* **Task objective**: Working from the line that contains "pub(crate) struct BindGuard<'a>" down to the last line below, repeat each line exactly.

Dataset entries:
Segment Open
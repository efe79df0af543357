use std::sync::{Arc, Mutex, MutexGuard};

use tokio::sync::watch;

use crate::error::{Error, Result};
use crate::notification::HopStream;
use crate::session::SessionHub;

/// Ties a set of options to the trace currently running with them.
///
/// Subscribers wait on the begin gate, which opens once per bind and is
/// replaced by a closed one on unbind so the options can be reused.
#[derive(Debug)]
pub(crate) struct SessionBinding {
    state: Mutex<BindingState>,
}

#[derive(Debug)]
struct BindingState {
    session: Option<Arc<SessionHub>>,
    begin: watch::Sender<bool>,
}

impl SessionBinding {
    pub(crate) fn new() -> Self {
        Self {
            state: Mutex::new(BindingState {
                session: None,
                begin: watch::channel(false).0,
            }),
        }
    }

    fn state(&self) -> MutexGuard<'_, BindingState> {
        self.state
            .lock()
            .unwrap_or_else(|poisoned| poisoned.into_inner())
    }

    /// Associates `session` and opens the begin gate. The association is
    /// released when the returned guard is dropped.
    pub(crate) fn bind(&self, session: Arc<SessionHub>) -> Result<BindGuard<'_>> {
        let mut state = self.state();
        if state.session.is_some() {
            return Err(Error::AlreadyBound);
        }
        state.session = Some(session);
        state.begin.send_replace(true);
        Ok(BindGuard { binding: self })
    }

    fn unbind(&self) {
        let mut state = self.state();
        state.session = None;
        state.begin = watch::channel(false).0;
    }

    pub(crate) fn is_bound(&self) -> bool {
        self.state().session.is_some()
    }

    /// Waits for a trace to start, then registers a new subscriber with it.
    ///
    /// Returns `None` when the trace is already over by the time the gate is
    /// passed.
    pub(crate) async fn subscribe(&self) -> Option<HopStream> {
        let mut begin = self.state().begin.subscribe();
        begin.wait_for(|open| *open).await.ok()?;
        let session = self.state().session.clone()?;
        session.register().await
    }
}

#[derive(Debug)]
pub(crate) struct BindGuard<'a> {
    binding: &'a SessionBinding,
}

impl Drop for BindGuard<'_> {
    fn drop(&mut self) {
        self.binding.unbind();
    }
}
Segment Closed
* **Your response**:
pub(crate) struct BindGuard<'a> {
    binding: &'a SessionBinding,
}

impl Drop for BindGuard<'_> {
    fn drop(&mut self) {
        self.binding.unbind();
    }
}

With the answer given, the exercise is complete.